◆ PROBLEM TO SOLVE: From the records below, extract only the lines running from the line with "let mut last_dir: Option<PathBuf> = None;" to the line with "last_dir = paths", both lines included, reproducing them exactly.

◆ THE INPUT:
- Opening Delimiter -

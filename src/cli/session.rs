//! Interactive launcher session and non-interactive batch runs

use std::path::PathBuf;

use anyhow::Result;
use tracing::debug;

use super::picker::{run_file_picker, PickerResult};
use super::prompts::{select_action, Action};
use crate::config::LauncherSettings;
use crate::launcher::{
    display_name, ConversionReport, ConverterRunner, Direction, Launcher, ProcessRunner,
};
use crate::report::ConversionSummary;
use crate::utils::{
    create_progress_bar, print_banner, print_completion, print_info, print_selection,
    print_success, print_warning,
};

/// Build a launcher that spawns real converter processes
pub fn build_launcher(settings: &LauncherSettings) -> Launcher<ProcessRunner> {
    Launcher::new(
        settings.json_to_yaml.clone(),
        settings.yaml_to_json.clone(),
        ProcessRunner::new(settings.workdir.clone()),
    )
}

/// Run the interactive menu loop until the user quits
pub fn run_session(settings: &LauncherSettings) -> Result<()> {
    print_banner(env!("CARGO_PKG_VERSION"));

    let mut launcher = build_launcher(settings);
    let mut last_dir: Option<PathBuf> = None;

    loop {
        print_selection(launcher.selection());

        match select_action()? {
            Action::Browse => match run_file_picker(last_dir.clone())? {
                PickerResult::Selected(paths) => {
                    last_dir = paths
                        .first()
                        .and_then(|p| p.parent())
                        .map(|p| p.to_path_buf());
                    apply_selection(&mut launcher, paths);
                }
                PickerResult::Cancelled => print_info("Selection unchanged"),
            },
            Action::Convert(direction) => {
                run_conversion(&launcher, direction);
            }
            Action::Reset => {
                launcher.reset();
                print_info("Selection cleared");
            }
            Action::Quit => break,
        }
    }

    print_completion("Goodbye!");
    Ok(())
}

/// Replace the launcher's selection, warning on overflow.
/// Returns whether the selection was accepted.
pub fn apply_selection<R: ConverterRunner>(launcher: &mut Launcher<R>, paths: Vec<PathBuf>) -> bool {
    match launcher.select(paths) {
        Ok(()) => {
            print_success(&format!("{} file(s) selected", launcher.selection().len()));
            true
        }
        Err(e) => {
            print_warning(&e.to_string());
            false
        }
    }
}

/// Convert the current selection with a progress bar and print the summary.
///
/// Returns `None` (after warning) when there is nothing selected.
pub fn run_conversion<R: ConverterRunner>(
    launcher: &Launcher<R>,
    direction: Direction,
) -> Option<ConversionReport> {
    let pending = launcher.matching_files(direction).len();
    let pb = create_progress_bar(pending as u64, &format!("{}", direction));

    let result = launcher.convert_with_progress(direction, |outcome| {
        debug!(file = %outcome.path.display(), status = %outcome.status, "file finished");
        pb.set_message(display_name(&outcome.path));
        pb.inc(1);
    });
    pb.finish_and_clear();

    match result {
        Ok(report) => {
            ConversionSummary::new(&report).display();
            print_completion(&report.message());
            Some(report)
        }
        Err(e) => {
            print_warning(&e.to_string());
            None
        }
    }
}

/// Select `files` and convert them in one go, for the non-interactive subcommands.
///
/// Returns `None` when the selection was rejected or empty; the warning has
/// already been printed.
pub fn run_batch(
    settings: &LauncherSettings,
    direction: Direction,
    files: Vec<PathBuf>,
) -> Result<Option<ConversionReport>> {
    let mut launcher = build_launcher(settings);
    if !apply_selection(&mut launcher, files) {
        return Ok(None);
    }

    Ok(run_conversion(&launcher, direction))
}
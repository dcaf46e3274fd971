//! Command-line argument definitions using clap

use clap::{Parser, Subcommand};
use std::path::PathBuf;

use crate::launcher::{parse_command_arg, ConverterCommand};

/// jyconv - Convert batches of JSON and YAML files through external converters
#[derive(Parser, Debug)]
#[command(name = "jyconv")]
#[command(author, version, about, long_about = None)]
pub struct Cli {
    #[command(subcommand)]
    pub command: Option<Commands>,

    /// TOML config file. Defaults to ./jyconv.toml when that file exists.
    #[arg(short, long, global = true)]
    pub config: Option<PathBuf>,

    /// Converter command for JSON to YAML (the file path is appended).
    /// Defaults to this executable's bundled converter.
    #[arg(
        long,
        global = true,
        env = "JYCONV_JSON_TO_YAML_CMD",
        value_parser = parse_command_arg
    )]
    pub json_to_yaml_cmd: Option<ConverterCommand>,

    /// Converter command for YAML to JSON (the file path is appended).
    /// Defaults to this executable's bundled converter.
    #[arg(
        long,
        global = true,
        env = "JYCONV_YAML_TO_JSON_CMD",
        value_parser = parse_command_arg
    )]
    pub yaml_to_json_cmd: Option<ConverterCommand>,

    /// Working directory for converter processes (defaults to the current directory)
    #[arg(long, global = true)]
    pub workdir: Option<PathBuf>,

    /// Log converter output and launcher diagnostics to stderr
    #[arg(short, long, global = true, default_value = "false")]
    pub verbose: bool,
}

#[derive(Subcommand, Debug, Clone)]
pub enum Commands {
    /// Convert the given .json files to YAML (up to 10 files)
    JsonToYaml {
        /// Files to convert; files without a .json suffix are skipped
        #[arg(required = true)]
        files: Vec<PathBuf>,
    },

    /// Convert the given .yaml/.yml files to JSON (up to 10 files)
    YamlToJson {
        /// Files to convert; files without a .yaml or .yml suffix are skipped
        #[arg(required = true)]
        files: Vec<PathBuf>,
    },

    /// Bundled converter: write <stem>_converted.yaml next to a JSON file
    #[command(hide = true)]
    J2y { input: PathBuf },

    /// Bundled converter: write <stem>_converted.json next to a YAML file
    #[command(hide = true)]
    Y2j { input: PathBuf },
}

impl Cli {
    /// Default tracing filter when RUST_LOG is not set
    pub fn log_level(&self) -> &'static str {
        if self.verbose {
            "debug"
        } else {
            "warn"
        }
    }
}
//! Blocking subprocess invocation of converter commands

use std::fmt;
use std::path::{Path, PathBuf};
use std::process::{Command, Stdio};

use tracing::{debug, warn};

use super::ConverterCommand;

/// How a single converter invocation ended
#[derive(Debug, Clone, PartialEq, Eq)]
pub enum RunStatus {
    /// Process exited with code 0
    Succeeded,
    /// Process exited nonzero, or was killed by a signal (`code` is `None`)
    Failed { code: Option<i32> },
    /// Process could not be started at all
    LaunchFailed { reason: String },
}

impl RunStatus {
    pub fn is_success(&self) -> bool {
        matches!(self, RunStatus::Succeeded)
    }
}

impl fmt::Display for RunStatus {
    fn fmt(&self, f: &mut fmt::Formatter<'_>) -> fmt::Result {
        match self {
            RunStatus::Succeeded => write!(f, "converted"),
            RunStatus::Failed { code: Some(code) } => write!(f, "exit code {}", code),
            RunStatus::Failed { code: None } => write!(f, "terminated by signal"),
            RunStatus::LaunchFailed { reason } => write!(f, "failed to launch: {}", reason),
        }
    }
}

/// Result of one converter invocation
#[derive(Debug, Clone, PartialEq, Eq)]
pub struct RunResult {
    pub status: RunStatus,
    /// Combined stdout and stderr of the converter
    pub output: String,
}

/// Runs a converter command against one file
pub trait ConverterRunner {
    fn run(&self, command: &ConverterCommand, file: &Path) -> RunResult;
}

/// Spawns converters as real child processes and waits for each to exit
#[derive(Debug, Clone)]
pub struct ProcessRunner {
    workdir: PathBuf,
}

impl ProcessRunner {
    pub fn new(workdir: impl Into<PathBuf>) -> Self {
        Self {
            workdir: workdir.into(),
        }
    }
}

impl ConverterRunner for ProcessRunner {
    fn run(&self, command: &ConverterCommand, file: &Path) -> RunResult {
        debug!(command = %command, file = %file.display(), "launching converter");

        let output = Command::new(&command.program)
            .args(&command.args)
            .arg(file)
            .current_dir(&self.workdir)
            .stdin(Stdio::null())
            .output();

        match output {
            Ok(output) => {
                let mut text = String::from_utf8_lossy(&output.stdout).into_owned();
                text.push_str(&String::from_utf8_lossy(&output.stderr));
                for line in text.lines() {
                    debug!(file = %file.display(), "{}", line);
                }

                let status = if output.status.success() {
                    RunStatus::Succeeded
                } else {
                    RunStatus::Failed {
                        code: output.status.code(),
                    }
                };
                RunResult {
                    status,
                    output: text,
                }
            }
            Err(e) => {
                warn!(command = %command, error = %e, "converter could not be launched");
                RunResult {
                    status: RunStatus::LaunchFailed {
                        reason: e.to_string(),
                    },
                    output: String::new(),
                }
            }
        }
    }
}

- Closing Delimiter -

◆ SOLUTION TO THIS PROBLEM:
    let mut last_dir: Option<PathBuf> = None;

    loop {
        print_selection(launcher.selection());

        match select_action()? {
            Action::Browse => match run_file_picker(last_dir.clone())? {
                PickerResult::Selected(paths) => {
                    last_dir = paths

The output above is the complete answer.